*** Opening Task material ***

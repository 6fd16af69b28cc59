//! JSON handler for the device detail record.

use axum::Json;
use axum::extract::{Query, State};

use zabdash_app::ports::{IconLibrary, MonitoringApi};
use zabdash_domain::detail::DeviceDetail;

use super::HostQuery;
use crate::error::ApiError;
use crate::session::ApiSession;
use crate::state::AppState;

/// `GET /api/deviceinfo?hostid=ID` — camelCase detail record.
pub async fn get<M, I>(
    State(state): State<AppState<M, I>>,
    ApiSession(token): ApiSession,
    Query(query): Query<HostQuery>,
) -> Result<Json<DeviceDetail>, ApiError>
where
    M: MonitoringApi + 'static,
    I: IconLibrary + 'static,
{
    let host_id = query.host_id()?;
    let detail = state.device_service.device_detail(&token, &host_id).await?;
    Ok(Json(detail))
}
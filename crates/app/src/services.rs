//! Application services — use-case orchestration.

pub mod auth_service;
pub mod device_service;
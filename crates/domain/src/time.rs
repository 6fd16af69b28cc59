//! Time and timestamp helpers.

use chrono::{DateTime, Utc};

/// UTC timestamp used for snapshot capture times.
pub type Timestamp = DateTime<Utc>;

/// Return the current UTC time.
#[must_use]
pub fn now() -> Timestamp {
    Utc::now()
}
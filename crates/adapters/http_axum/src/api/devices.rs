//! JSON handlers for devices and their triggers.

use axum::Json;
use axum::extract::{Query, State};
use axum::response::{IntoResponse, Response};

use zabdash_app::ports::{IconLibrary, MonitoringApi};
use zabdash_domain::device::Device;
use zabdash_domain::trigger::Trigger;

use super::HostQuery;
use crate::error::ApiError;
use crate::session::ApiSession;
use crate::state::AppState;

/// Possible responses from the list endpoint.
pub enum ListResponse {
    Ok(Json<Vec<Device>>),
}

impl IntoResponse for ListResponse {
    fn into_response(self) -> Response {
        match self {
            Self::Ok(json) => json.into_response(),
        }
    }
}

/// Possible responses from the triggers endpoint.
pub enum TriggersResponse {
    Ok(Json<Vec<Trigger>>),
}

impl IntoResponse for TriggersResponse {
    fn into_response(self) -> Response {
        match self {
            Self::Ok(json) => json.into_response(),
        }
    }
}

/// `GET /api/devices`
pub async fn list<M, I>(
    State(state): State<AppState<M, I>>,
    ApiSession(token): ApiSession,
) -> Result<ListResponse, ApiError>
where
    M: MonitoringApi + 'static,
    I: IconLibrary + 'static,
{
    let devices = state.device_service.list_devices(&token).await?;
    Ok(ListResponse::Ok(Json(devices)))
}

/// `GET /api/devices/triggers?hostid=ID`
///
/// A device without problems yields an empty array.
pub async fn triggers<M, I>(
    State(state): State<AppState<M, I>>,
    ApiSession(token): ApiSession,
    Query(query): Query<HostQuery>,
) -> Result<TriggersResponse, ApiError>
where
    M: MonitoringApi + 'static,
    I: IconLibrary + 'static,
{
    let host_id = query.host_id()?;
    let triggers = state.device_service.list_triggers(&token, &host_id).await?;
    Ok(TriggersResponse::Ok(Json(triggers)))
}
//! Dashboard home page — the device grid.

use axum::extract::State;

use zabdash_app::ports::{IconLibrary, MonitoringApi};

use super::{DashboardError, DashboardTemplate, load_snapshot};
use crate::session::PageSession;
use crate::state::AppState;

/// `GET /` — device grid from the latest snapshot.
pub async fn index<M, I>(
    State(state): State<AppState<M, I>>,
    PageSession(token): PageSession,
) -> Result<DashboardTemplate, DashboardError>
where
    M: MonitoringApi + 'static,
    I: IconLibrary + 'static,
{
    let snapshot = load_snapshot(&state, &token).await?;
    Ok(DashboardTemplate::new(
        state.poller.interval(),
        snapshot.as_deref(),
        None,
    ))
}
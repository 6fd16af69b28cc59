//! Device poller — re-runs the device pipeline on a user-adjustable timer.
//!
//! The poller owns the latest [`Snapshot`]. Each pass replaces it wholesale;
//! a failed pass leaves the previous one in place, unless Zabbix rejected the
//! session, in which case that session's snapshot is dropped. Passes are serialised on
//! a lock, whether they come from the timer or from a request handler, so a
//! later result always overwrites an earlier one.
//!
//! The interval and the session token reach the background loop through
//! `watch` channels: a new interval restarts the timer, a new session token
//! triggers an immediate pass.

use std::future::Future;
use std::sync::Arc;

use tokio::sync::{Mutex, RwLock, watch};
use tokio::time::{Instant, MissedTickBehavior, interval_at};

use zabdash_domain::auth::AuthToken;
use zabdash_domain::error::DashError;
use zabdash_domain::settings::RefreshInterval;

use crate::ports::{IconLibrary, MonitoringApi};
use crate::services::device_service::DeviceService;
use crate::snapshot::Snapshot;

/// Background poller holding the most recent snapshot.
pub struct Poller<M, I> {
    devices: Arc<DeviceService<M, I>>,
    latest: RwLock<Option<Arc<Snapshot>>>,
    polling: Mutex<()>,
    interval: watch::Sender<RefreshInterval>,
    session: watch::Sender<Option<AuthToken>>,
}

impl<M, I> Poller<M, I>
where
    M: MonitoringApi + 'static,
    I: IconLibrary + 'static,
{
    #[must_use]
    pub fn new(devices: Arc<DeviceService<M, I>>, interval: RefreshInterval) -> Self {
        let (interval, _) = watch::channel(interval);
        let (session, _) = watch::channel(None);
        Self {
            devices,
            latest: RwLock::new(None),
            polling: Mutex::new(()),
            interval,
            session,
        }
    }

    /// Current polling interval.
    #[must_use]
    pub fn interval(&self) -> RefreshInterval {
        *self.interval.borrow()
    }

    /// Change the polling interval; the running loop restarts its timer.
    pub fn set_interval(&self, interval: RefreshInterval) {
        let changed = self.interval.send_if_modified(|current| {
            if *current == interval {
                return false;
            }
            *current = interval;
            true
        });
        if changed {
            tracing::info!(seconds = interval.seconds(), "refresh interval changed");
        }
    }

    /// Make the background loop poll with `token` from now on.
    pub fn follow_session(&self, token: &AuthToken) {
        self.session.send_if_modified(|current| {
            if current.as_ref() == Some(token) {
                return false;
            }
            *current = Some(token.clone());
            true
        });
    }

    /// Most recent snapshot if it was taken with `token`.
    pub async fn snapshot_for(&self, token: &AuthToken) -> Option<Arc<Snapshot>> {
        self.latest
            .read()
            .await
            .as_ref()
            .filter(|snapshot| snapshot.is_for(token))
            .map(Arc::clone)
    }

    /// Run one pass now and store its result.
    ///
    /// # Errors
    ///
    /// Returns the device-list error. The stored snapshot survives anything
    /// but [`DashError::Unauthorized`].
    pub async fn poll_once(&self, token: &AuthToken) -> Result<Arc<Snapshot>, DashError> {
        let _pass = self.polling.lock().await;
        self.pass(token).await
    }

    /// Snapshot for `token`, running a pass first if there is none yet.
    ///
    /// # Errors
    ///
    /// Returns the device-list error of the pass, if one had to run.
    pub async fn ensure_snapshot(&self, token: &AuthToken) -> Result<Arc<Snapshot>, DashError> {
        let _pass = self.polling.lock().await;
        if let Some(snapshot) = self.snapshot_for(token).await {
            return Ok(snapshot);
        }
        self.pass(token).await
    }

    async fn pass(&self, token: &AuthToken) -> Result<Arc<Snapshot>, DashError> {
        match self.devices.snapshot(token).await {
            Ok(snapshot) => {
                let snapshot = Arc::new(snapshot);
                *self.latest.write().await = Some(Arc::clone(&snapshot));
                Ok(snapshot)
            }
            Err(DashError::Unauthorized) => {
                let mut latest = self.latest.write().await;
                if latest.as_ref().is_some_and(|snapshot| snapshot.is_for(token)) {
                    *latest = None;
                }
                tracing::info!("session rejected by Zabbix, dropping its snapshot");
                Err(DashError::Unauthorized)
            }
            Err(err) => {
                tracing::warn!(error = %err, "failed to poll devices, keeping previous snapshot");
                Err(err)
            }
        }
    }

    /// Poll until `shutdown` resolves.
    pub async fn run(self: Arc<Self>, shutdown: impl Future<Output = ()>) {
        let mut interval_rx = self.interval.subscribe();
        let mut session_rx = self.session.subscribe();
        let period = interval_rx.borrow_and_update().as_duration();
        let mut ticker = interval_at(Instant::now() + period, period);
        ticker.set_missed_tick_behavior(MissedTickBehavior::Delay);
        tokio::pin!(shutdown);

        tracing::info!(seconds = period.as_secs(), "device poller started");
        loop {
            let new_session = tokio::select! {
                () = &mut shutdown => break,
                _ = ticker.tick() => false,
                changed = interval_rx.changed() => {
                    if changed.is_err() {
                        break;
                    }
                    let period = interval_rx.borrow_and_update().as_duration();
                    ticker = interval_at(Instant::now() + period, period);
                    ticker.set_missed_tick_behavior(MissedTickBehavior::Delay);
                    continue;
                }
                changed = session_rx.changed() => {
                    if changed.is_err() {
                        break;
                    }
                    true
                }
            };

            let token = session_rx.borrow_and_update().clone();
            let Some(token) = token else {
                tracing::debug!("no session yet, skipping poll");
                continue;
            };
            // Errors are logged by the pass and retried on the next tick.
            let pass = async {
                let _ = if new_session {
                    self.ensure_snapshot(&token).await
                } else {
                    self.poll_once(&token).await
                };
            };
            tokio::select! {
                () = &mut shutdown => break,
                () = pass => {}
            }
        }
        tracing::info!("device poller stopped");
    }
}
//! Credentials and the monitoring-server session token.

use std::fmt;

use serde::Deserialize;

use crate::error::{DashError, ValidationError};

/// A username/password pair submitted on the login page.
#[derive(Clone, Deserialize)]
pub struct Credentials {
    #[serde(default)]
    pub username: String,
    #[serde(default)]
    pub password: String,
}

impl Credentials {
    #[must_use]
    pub fn new(username: impl Into<String>, password: impl Into<String>) -> Self {
        Self {
            username: username.into(),
            password: password.into(),
        }
    }

    /// Check that both fields are filled in.
    ///
    /// # Errors
    ///
    /// Returns [`DashError::Validation`] when the username or the password
    /// is empty.
    pub fn validate(&self) -> Result<(), DashError> {
        if self.username.trim().is_empty() {
            return Err(ValidationError::EmptyUsername.into());
        }
        if self.password.is_empty() {
            return Err(ValidationError::EmptyPassword.into());
        }
        Ok(())
    }
}

impl fmt::Debug for Credentials {
    fn fmt(&self, f: &mut fmt::Formatter<'_>) -> fmt::Result {
        f.debug_struct("Credentials")
            .field("username", &self.username)
            .field("password", &"<redacted>")
            .finish()
    }
}

/// Session token issued by the monitoring server on login.
///
/// `Debug` never prints the value so the token cannot leak into logs.
#[derive(Clone, PartialEq, Eq, Hash)]
pub struct AuthToken(String);

impl AuthToken {
    /// Wrap a token, rejecting empty strings.
    #[must_use]
    pub fn new(raw: impl Into<String>) -> Option<Self> {
        let raw = raw.into();
        let trimmed = raw.trim();
        if trimmed.is_empty() {
            return None;
        }
        Some(Self(trimmed.to_string()))
    }

    #[must_use]
    pub fn expose(&self) -> &str {
        &self.0
    }
}

impl fmt::Debug for AuthToken {
    fn fmt(&self, f: &mut fmt::Formatter<'_>) -> fmt::Result {
        f.write_str("AuthToken(<redacted>)")
    }
}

*** Closing Task material ***

Go through the entries and filter for lines holding the word "derive"; copy each match.

Written solution
#[derive(Clone, Deserialize)]
#[derive(Clone, PartialEq, Eq, Hash)]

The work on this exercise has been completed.